Personal information
- Born: October 3, 1962 (age 63) Toronto, Ontario, Canada
- Height: 5 ft 10 in (1.78 m)
- Weight: 195 lb (88 kg; 13.9 st)
- Sporting nationality: Canada

Career
- College: University of Texas at El Paso
- Turned professional: 1987
- Former tours: PGA Tour Japan Golf Tour Asian Tour Asia Golf Circuit Nationwide Tour Canadian Tour
- Professional wins: 5

Number of wins by tour
- Korn Ferry Tour: 2
- Other: 3

Best results in major championships
- Masters Tournament: DNP
- PGA Championship: DNP
- U.S. Open: CUT: 1998
- The Open Championship: T71: 1996

Achievements and awards
- Asia Golf Circuit Order of Merit winner: 1995–96

= Rick Todd =

Canadian professional golfer (born 1962

Rick Todd (born October 3, 1962) is a Canadian professional golfer who played on the PGA Tour, Nationwide Tour, Asian Tour, Japan Golf Tour and the Canadian Tour.

== Early life and amateur career ==
Todd was born in Toronto, Ontario. He played college golf at the University of Texas at El Paso (UTEP). He was second team All-American in 1986, third team in 1985 and honorable mention in 1984 and made the All-WAC first team four years in a row. He won four tournaments while at UTEP and was elected into the El Paso Golf Hall of Fame in 1984.

== Professional career ==
In 1987, Todd turned pro. He joined the PGA Tour in 1990, earning his card through qualifying school. After an unsuccessful year on tour, he joined the Ben Hogan Tour where he won the Ben Hogan El Paso Open in his rookie season. The following year he won the Ben Hogan Dakota Dunes Open. In his last full season on the tour in 1993 he recorded three top-10 finishes.

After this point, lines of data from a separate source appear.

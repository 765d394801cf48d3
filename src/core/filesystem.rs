use tracing::trace;

use crate::config::{HOME_DIR, NOTES_CONTENT, README_CONTENT};
use crate::core::error::FsError;
use crate::models::{DirEntry, FsNode};

/// In-memory filesystem for a single shell session.
///
/// Owns the whole tree and the current working directory.
///
/// # Path Convention
///
/// - All resolved paths are absolute: `"/"`, `"/home/dev"`
/// - No trailing slashes except for the root itself
/// - `cwd` always names an existing directory; only [`change_dir`]
///   moves it
///
/// [`change_dir`]: VirtualFileSystem::change_dir
#[derive(Clone, Debug, PartialEq, Eq)]
pub struct VirtualFileSystem {
    /// Root directory node (`/`)
    root: FsNode,
    /// Absolute path of the working directory
    cwd: String,
}

impl VirtualFileSystem {
    /// Create the fixed initial tree with cwd at the home directory.
    ///
    /// ```text
    /// /home/dev/readme.txt
    /// /home/dev/notes.md
    /// /home/dev/projects/web-terminal/
    /// ```
    pub fn new() -> Self {
        let dev = FsNode::dir([
            ("readme.txt", FsNode::file(README_CONTENT)),
            ("notes.md", FsNode::file(NOTES_CONTENT)),
            (
                "projects",
                FsNode::dir([("web-terminal", FsNode::empty_dir())]),
            ),
        ]);
        let root = FsNode::dir([("home", FsNode::dir([("dev", dev)]))]);

        Self {
            root,
            cwd: HOME_DIR.to_string(),
        }
    }

    /// Create a filesystem from an arbitrary tree.
    ///
    /// Fails when `root` is not a directory or `cwd` does not name an
    /// existing directory. A relative `cwd` is taken from `/`.
    pub fn from_root(root: FsNode, cwd: &str) -> Result<Self, FsError> {
        if !root.is_dir() {
            return Err(FsError::NotADirectory("/".to_string()));
        }

        let mut fs = Self {
            root,
            cwd: "/".to_string(),
        };
        fs.change_dir(cwd)?;
        Ok(fs)
    }

    /// Current working directory.
    pub fn cwd(&self) -> &str {
        &self.cwd
    }

    /// Resolve a possibly-relative path to a normalized absolute path.
    ///
    /// - `None`, `""` and `"."` resolve to the cwd
    /// - A path not starting with `/` is joined onto the cwd
    /// - `..` never climbs above `/`
    ///
    /// Pure: the result does not depend on which nodes exist.
    pub fn resolve_path(&self, path: Option<&str>) -> String {
        match path {
            None | Some("") | Some(".") => self.cwd.clone(),
            Some(p) if p.starts_with('/') => Self::normalize_path(p),
            Some(p) => Self::normalize_path(&format!("{}/{}", self.cwd, p)),
        }
    }

    /// Normalize a path by resolving `.` and `..` components.
    ///
    /// Returns an absolute path; the empty result is `/`.
    pub fn normalize_path(path: &str) -> String {
        let mut parts: Vec<&str> = Vec::new();
        for part in path.split('/') {
            match part {
                "" | "." => {}
                ".." => {
                    parts.pop();
                }
                _ => parts.push(part),
            }
        }

        format!("/{}", parts.join("/"))
    }

    /// Get a node and its normalized absolute path.
    ///
    /// Fails with [`FsError::NotFound`] when any segment is missing or an
    /// intermediate segment is a file.
    pub fn get_node(&self, path: Option<&str>) -> Result<(&FsNode, String), FsError> {
        let full = self.resolve_path(path);
        let mut current = &self.root;

        for part in full.split('/').filter(|s| !s.is_empty()) {
            current = current
                .child(part)
                .ok_or_else(|| FsError::NotFound(full.clone()))?;
        }

        trace!(path = ?path, resolved = %full, "resolved node");
        Ok((current, full))
    }

    /// Read a file's content.
    pub fn read_file(&self, path: Option<&str>) -> Result<&str, FsError> {
        match self.get_node(path)? {
            (FsNode::File { content }, _) => Ok(content),
            (FsNode::Dir { .. }, full) => Err(FsError::NotAFile(full)),
        }
    }

    /// List directory contents in name order.
    pub fn list_dir(&self, path: Option<&str>) -> Result<Vec<DirEntry>, FsError> {
        match self.get_node(path)? {
            (FsNode::Dir { children }, _) => Ok(children
                .iter()
                .map(|(name, node)| DirEntry {
                    name: name.clone(),
                    kind: node.kind(),
                    size: node.size(),
                })
                .collect()),
            (FsNode::File { .. }, full) => Err(FsError::NotADirectory(full)),
        }
    }

    /// Move the working directory.
    ///
    /// The cwd is left untouched unless `path` resolves to a directory.
    /// Returns the new cwd.
    pub fn change_dir(&mut self, path: &str) -> Result<&str, FsError> {
        let full = match self.get_node(Some(path))? {
            (FsNode::Dir { .. }, full) => full,
            (FsNode::File { .. }, full) => return Err(FsError::NotADirectory(full)),
        };

        self.cwd = full;
        Ok(&self.cwd)
    }
}

impl Default for VirtualFileSystem {
    fn default() -> Self {
        Self::new()
    }
}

Todd won the Asia Golf Circuit Order of Merit in 1996, which qualified him on the Japan Golf Tour, where he played in 1996 and 1997. He won three times on the Canadian Tour between 1991 and 1997.

Todd was the head coach at his alma mater, UTEP, from 1999 to 2011 and was named WAC Coach of the Year in 2001.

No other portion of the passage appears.